Edit: To clarify, not just YOUR instance admin gets this info. This is ANY instance admin across the Fediverse.
Not everybody shares the same habits.
Here’s a scenario… Some admins are using data to build correlations between accounts. Linking main account to alternates. So far that I’ve seen the purpose has been to identify bot activity. A good thing.
The same analysis could also be used to build correlation between a main account that’s hard right leaning and an alt-account that may be sympathetic to left-leaning or progressive topics, such as LGBTQ+ rights. Not so much a good thing.
I think it’s fair to say that many people will not consider the fact that, literally, anybody in the world can have access to much of this data. It’s not limited to your two or three instance administrators.

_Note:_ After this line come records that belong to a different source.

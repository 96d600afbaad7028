//! 统一错误处理
//!
//! 提供应用级错误类型和响应结构：
//! - [`AppError`] - 应用错误枚举
//! - [`AppResponse`] - 错误响应结构
//!
//! # 错误码规范
//!
//! | 前缀 | 分类 | 示例 |
//! |------|------|------|
//! | E0xxx | 业务错误 | E0003 资源不存在 |
//! | E4xxx | 上游系统错误 | E4002 外部履约系统请求失败 |
//! | E9xxx | 系统错误 | E9002 数据库错误 |

use axum::{
    Json,
    http::StatusCode,
    response::{IntoResponse, Response},
};
use serde::Serialize;
use tracing::error;

use crate::batching::BatchError;
use crate::orders::StatusChangeError;
use crate::orders::storage::StorageError;
use crate::sync::source::SourceError;

/// API 统一响应结构
///
/// ```json
/// {
///   "code": "E0000",
///   "message": "Success",
///   "data": { ... }
/// }
/// ```
#[derive(Debug, Serialize)]
pub struct AppResponse<T> {
    /// 错误码 (E0000 表示成功)
    pub code: String,
    /// 消息
    pub message: String,
    /// 响应数据
    #[serde(skip_serializing_if = "Option::is_none")]
    pub data: Option<T>,
}

/// 应用错误枚举
#[derive(Debug, thiserror::Error)]
pub enum AppError {
    // ========== 业务逻辑错误 (4xx) ==========
    #[error("Resource not found: {0}")]
    /// 资源不存在 (404)
    NotFound(String),

    #[error("Resource conflict: {0}")]
    /// 资源冲突 (409)
    Conflict(String),

    #[error("Validation failed: {0}")]
    /// 验证失败 (400)
    Validation(String),

    #[error("Business rule violation: {0}")]
    /// 业务规则违反 (422)
    BusinessRule(String),

    // ========== 上游错误 (5xx) ==========
    #[error("Upstream error: {0}")]
    /// 外部履约系统错误 (502)
    Upstream(String),

    // ========== 系统错误 (5xx) ==========
    #[error("Database error: {0}")]
    /// 数据库错误 (500)
    Database(String),
}

impl AppError {
    pub fn not_found(msg: impl Into<String>) -> Self {
        Self::NotFound(msg.into())
    }

    pub fn validation(msg: impl Into<String>) -> Self {
        Self::Validation(msg.into())
    }
}

impl IntoResponse for AppError {
    fn into_response(self) -> Response {
        let (status, code, message) = match &self {
            AppError::NotFound(msg) => (StatusCode::NOT_FOUND, "E0003", msg.as_str()),
            AppError::Conflict(msg) => (StatusCode::CONFLICT, "E0004", msg.as_str()),
            AppError::Validation(msg) => (StatusCode::BAD_REQUEST, "E0002", msg.as_str()),
            AppError::BusinessRule(msg) => {
                (StatusCode::UNPROCESSABLE_ENTITY, "E0005", msg.as_str())
            }
            AppError::Upstream(msg) => {
                tracing::warn!(target: "upstream", error = %msg, "Upstream error");
                (StatusCode::BAD_GATEWAY, "E4002", msg.as_str())
            }
            AppError::Database(msg) => {
                error!(target: "database", error = %msg, "Database error occurred");
                (
                    StatusCode::INTERNAL_SERVER_ERROR,
                    "E9002",
                    "Database operation failed",
                )
            }
        };

        let body = Json(AppResponse::<()> {
            code: code.to_string(),
            message: message.to_string(),
            data: None,
        });

        (status, body).into_response()
    }
}

impl From<StorageError> for AppError {
    fn from(e: StorageError) -> Self {
        match e {
            StorageError::OrderNotFound(id) => AppError::NotFound(format!("Order {id} not found")),
            StorageError::DuplicateIdentifier { .. } | StorageError::VersionConflict { .. } => {
                AppError::Conflict(e.to_string())
            }
            other => AppError::Database(other.to_string()),
        }
    }
}

impl From<SourceError> for AppError {
    fn from(e: SourceError) -> Self {
        AppError::Upstream(e.to_string())
    }
}

impl From<BatchError> for AppError {
    fn from(e: BatchError) -> Self {
        match e {
            BatchError::NotFound(_) | BatchError::LineNotFound { .. } => {
                AppError::NotFound(e.to_string())
            }
            BatchError::NoOrders
            | BatchError::OrderNotEligible { .. }
            | BatchError::InvalidQuantity => AppError::BusinessRule(e.to_string()),
            BatchError::Storage(inner) => inner.into(),
        }
    }
}

impl From<StatusChangeError> for AppError {
    fn from(e: StatusChangeError) -> Self {
        match e {
            StatusChangeError::Backward { .. } => AppError::BusinessRule(e.to_string()),
            StatusChangeError::Storage(inner) => inner.into(),
        }
    }
}

/// Application-level Result type
pub type AppResult<T> = Result<T, AppError>;
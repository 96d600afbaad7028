//! 批次拣货引擎
//!
//! - [`classifier`]: 订单分类
//! - [`consolidator`]: 跨订单合并拣货行
//! - [`route`]: 按库位排序的拣货路线
//! - [`distributor`]: 拣货数量回分到各订单
//! - [`store`]: 内存中的活动批次
//! - [`service`]: 预览 / 创建 / 拣货 / 完成
//! - [`worker`]: 过期批次释放

pub mod classifier;
pub mod consolidator;
pub mod distributor;
pub mod route;
pub mod service;
pub mod store;
pub mod worker;

use crate::orders::storage::StorageError;

pub use classifier::{ClassifierConfig, classify};
pub use distributor::{Allocation, PickOutcome};
pub use service::{
    BatchConfig, BatchPreview, BatchReport, BatchService, CreateBatchRequest, PickRequest,
    PickResult,
};
pub use store::Batch;
pub use worker::BatchExpiryWorker;

/// 批次操作错误
#[derive(Debug, thiserror::Error)]
pub enum BatchError {
    #[error("Batch {0} not found or expired")]
    NotFound(String),

    #[error("Batch {batch_id} has no line {index}")]
    LineNotFound { batch_id: String, index: usize },

    #[error("No eligible orders for batch")]
    NoOrders,

    #[error("Order {order_id} is not eligible for batching: {reason}")]
    OrderNotEligible { order_id: String, reason: String },

    #[error("Picked quantity must be greater than zero")]
    InvalidQuantity,

    #[error(transparent)]
    Storage(#[from] StorageError),
}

I do not believe upvotes and down votes are enough information to reveal the identity of anyone. If this was truly such a risk, where has the concern for this been on Facebook, where you can see who leaves reactions by name. Or Discord where every account that clicks a reaction is available?
Here that info is not available to the public at large. On Facebook it’s available to anyone who sees a post. Why haven’t security voices been pressuring Facebook to not track social reactions if it’s so dangerous?
This is a feature of social media for the most part. What I write as posts and comments is available to everyone as is vastly more useful info for someone to collect.